◆ **About this task**
Using the records below, repeat exactly the lines from the one holding "5, 1), RepeatType::None)])" through the one holding "1, 1), RepeatType::Monthly))", both ends included, and no others.

Collected data
——————————

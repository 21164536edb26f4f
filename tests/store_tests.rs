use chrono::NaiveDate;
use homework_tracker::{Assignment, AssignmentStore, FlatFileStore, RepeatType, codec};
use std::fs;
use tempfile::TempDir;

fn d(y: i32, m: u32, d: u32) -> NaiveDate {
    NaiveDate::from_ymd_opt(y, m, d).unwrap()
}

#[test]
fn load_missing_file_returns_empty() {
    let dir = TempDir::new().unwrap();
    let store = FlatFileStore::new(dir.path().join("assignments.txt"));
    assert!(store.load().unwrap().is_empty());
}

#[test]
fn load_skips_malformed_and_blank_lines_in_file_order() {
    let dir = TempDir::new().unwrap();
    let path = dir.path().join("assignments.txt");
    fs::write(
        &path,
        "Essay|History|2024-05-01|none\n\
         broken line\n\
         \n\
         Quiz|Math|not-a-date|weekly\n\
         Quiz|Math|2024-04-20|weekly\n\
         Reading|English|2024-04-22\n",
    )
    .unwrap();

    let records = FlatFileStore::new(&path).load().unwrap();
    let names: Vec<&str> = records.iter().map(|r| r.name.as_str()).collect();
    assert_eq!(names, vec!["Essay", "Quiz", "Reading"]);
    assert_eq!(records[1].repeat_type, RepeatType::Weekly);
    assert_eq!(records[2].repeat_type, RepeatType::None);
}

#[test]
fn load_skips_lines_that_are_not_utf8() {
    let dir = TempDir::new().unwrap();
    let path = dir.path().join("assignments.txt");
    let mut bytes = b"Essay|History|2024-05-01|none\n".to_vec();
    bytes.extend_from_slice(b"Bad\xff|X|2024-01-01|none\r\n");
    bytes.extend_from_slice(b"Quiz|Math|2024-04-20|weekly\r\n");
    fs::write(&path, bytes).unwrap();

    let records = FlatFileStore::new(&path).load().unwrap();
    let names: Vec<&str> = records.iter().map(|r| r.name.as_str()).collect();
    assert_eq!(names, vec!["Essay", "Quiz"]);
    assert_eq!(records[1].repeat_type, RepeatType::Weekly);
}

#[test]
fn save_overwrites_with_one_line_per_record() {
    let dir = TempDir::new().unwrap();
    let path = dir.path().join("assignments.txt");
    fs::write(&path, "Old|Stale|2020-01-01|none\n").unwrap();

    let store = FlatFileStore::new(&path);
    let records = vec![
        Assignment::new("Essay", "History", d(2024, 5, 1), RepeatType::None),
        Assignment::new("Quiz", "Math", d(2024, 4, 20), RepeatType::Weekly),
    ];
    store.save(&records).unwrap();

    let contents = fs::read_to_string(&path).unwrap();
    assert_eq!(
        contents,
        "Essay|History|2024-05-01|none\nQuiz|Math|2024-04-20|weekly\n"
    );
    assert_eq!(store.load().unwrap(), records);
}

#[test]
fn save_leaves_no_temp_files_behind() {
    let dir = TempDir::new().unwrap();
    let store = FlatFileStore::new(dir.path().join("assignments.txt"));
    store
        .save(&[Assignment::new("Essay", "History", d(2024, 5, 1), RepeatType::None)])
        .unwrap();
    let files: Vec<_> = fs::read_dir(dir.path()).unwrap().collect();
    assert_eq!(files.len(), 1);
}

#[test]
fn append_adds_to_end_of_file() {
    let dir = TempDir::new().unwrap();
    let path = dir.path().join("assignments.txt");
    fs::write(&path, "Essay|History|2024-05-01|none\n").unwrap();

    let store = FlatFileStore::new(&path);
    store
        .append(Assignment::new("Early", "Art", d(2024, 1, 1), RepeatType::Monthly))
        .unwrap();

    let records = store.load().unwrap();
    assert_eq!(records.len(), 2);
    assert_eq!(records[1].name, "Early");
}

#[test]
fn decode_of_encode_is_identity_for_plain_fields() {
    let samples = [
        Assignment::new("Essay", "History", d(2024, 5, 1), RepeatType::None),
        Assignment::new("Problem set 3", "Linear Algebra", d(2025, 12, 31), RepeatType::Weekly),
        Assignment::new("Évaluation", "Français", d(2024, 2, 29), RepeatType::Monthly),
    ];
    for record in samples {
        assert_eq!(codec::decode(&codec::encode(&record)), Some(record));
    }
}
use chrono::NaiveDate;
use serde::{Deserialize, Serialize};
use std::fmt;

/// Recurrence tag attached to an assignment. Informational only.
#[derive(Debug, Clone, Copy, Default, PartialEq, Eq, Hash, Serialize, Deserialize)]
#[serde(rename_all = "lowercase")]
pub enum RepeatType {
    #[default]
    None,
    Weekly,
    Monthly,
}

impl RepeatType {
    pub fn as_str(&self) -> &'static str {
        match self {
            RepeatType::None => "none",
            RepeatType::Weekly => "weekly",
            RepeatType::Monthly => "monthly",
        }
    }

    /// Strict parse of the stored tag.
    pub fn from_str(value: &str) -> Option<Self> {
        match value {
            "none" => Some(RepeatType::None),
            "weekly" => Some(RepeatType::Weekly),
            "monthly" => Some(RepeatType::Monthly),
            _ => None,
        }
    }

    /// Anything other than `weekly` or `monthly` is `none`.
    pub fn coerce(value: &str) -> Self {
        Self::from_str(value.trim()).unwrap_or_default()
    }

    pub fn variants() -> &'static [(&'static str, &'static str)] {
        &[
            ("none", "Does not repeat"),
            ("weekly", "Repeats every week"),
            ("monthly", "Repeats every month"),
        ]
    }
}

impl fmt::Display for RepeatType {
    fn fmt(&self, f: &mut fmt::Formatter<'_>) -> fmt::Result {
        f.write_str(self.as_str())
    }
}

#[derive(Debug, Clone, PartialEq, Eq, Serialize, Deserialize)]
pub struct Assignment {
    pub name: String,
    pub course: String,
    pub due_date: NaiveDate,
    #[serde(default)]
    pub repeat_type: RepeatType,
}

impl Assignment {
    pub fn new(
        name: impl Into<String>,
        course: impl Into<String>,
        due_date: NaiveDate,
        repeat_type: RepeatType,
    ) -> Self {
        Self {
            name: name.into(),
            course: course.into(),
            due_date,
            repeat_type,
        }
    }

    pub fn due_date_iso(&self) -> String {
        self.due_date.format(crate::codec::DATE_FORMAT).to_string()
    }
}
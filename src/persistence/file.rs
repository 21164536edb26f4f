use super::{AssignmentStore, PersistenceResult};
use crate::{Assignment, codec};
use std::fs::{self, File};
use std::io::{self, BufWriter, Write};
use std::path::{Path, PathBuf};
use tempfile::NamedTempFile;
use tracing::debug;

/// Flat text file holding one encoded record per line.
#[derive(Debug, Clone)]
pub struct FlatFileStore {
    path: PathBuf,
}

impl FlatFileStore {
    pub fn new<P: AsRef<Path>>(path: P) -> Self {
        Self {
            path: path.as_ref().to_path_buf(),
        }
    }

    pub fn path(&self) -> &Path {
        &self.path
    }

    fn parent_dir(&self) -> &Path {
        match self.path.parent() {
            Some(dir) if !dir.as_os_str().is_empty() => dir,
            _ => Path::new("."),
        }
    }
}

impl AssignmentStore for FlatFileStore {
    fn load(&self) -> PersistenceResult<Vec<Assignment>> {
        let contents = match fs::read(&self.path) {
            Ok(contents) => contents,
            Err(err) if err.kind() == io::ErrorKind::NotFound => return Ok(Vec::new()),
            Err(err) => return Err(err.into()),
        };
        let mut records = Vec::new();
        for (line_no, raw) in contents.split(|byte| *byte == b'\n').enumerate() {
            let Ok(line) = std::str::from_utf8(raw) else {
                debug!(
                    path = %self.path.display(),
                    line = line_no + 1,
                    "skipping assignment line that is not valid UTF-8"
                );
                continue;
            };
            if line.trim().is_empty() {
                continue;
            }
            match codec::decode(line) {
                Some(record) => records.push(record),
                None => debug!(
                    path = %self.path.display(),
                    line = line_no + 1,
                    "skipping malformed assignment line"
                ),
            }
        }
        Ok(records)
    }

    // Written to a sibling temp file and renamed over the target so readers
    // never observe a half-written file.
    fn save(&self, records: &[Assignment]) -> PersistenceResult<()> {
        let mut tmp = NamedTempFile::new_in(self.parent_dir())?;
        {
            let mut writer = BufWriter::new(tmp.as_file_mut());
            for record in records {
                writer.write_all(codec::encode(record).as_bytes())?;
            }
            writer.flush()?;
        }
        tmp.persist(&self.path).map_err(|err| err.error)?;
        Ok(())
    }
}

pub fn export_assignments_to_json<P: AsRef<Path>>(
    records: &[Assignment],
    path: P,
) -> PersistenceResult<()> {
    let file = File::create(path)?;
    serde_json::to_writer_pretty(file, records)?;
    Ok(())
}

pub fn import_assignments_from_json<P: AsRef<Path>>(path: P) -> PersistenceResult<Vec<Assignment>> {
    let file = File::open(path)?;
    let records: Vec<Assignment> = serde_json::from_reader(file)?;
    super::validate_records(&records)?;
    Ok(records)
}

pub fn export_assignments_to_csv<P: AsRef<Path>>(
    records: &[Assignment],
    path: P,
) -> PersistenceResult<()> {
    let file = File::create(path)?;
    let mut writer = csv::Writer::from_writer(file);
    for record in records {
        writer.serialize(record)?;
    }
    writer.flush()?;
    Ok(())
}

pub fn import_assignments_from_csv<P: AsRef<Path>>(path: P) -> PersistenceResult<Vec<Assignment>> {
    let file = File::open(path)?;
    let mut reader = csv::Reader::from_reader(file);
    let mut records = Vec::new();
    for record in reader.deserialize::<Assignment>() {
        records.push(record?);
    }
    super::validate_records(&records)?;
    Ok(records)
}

——————————

◆ **Expected answer**
        .save(&[Assignment::new("Essay", "History", d(2024, 5, 1), RepeatType::None)])
        .unwrap();
    let files: Vec<_> = fs::read_dir(dir.path()).unwrap().collect();
    assert_eq!(files.len(), 1);
}

#[test]
fn append_adds_to_end_of_file() {
    let dir = TempDir::new().unwrap();
    let path = dir.path().join("assignments.txt");
    fs::write(&path, "Essay|History|2024-05-01|none\n").unwrap();

    let store = FlatFileStore::new(&path);
    store
        .append(Assignment::new("Early", "Art", d(2024, 1, 1), RepeatType::Monthly))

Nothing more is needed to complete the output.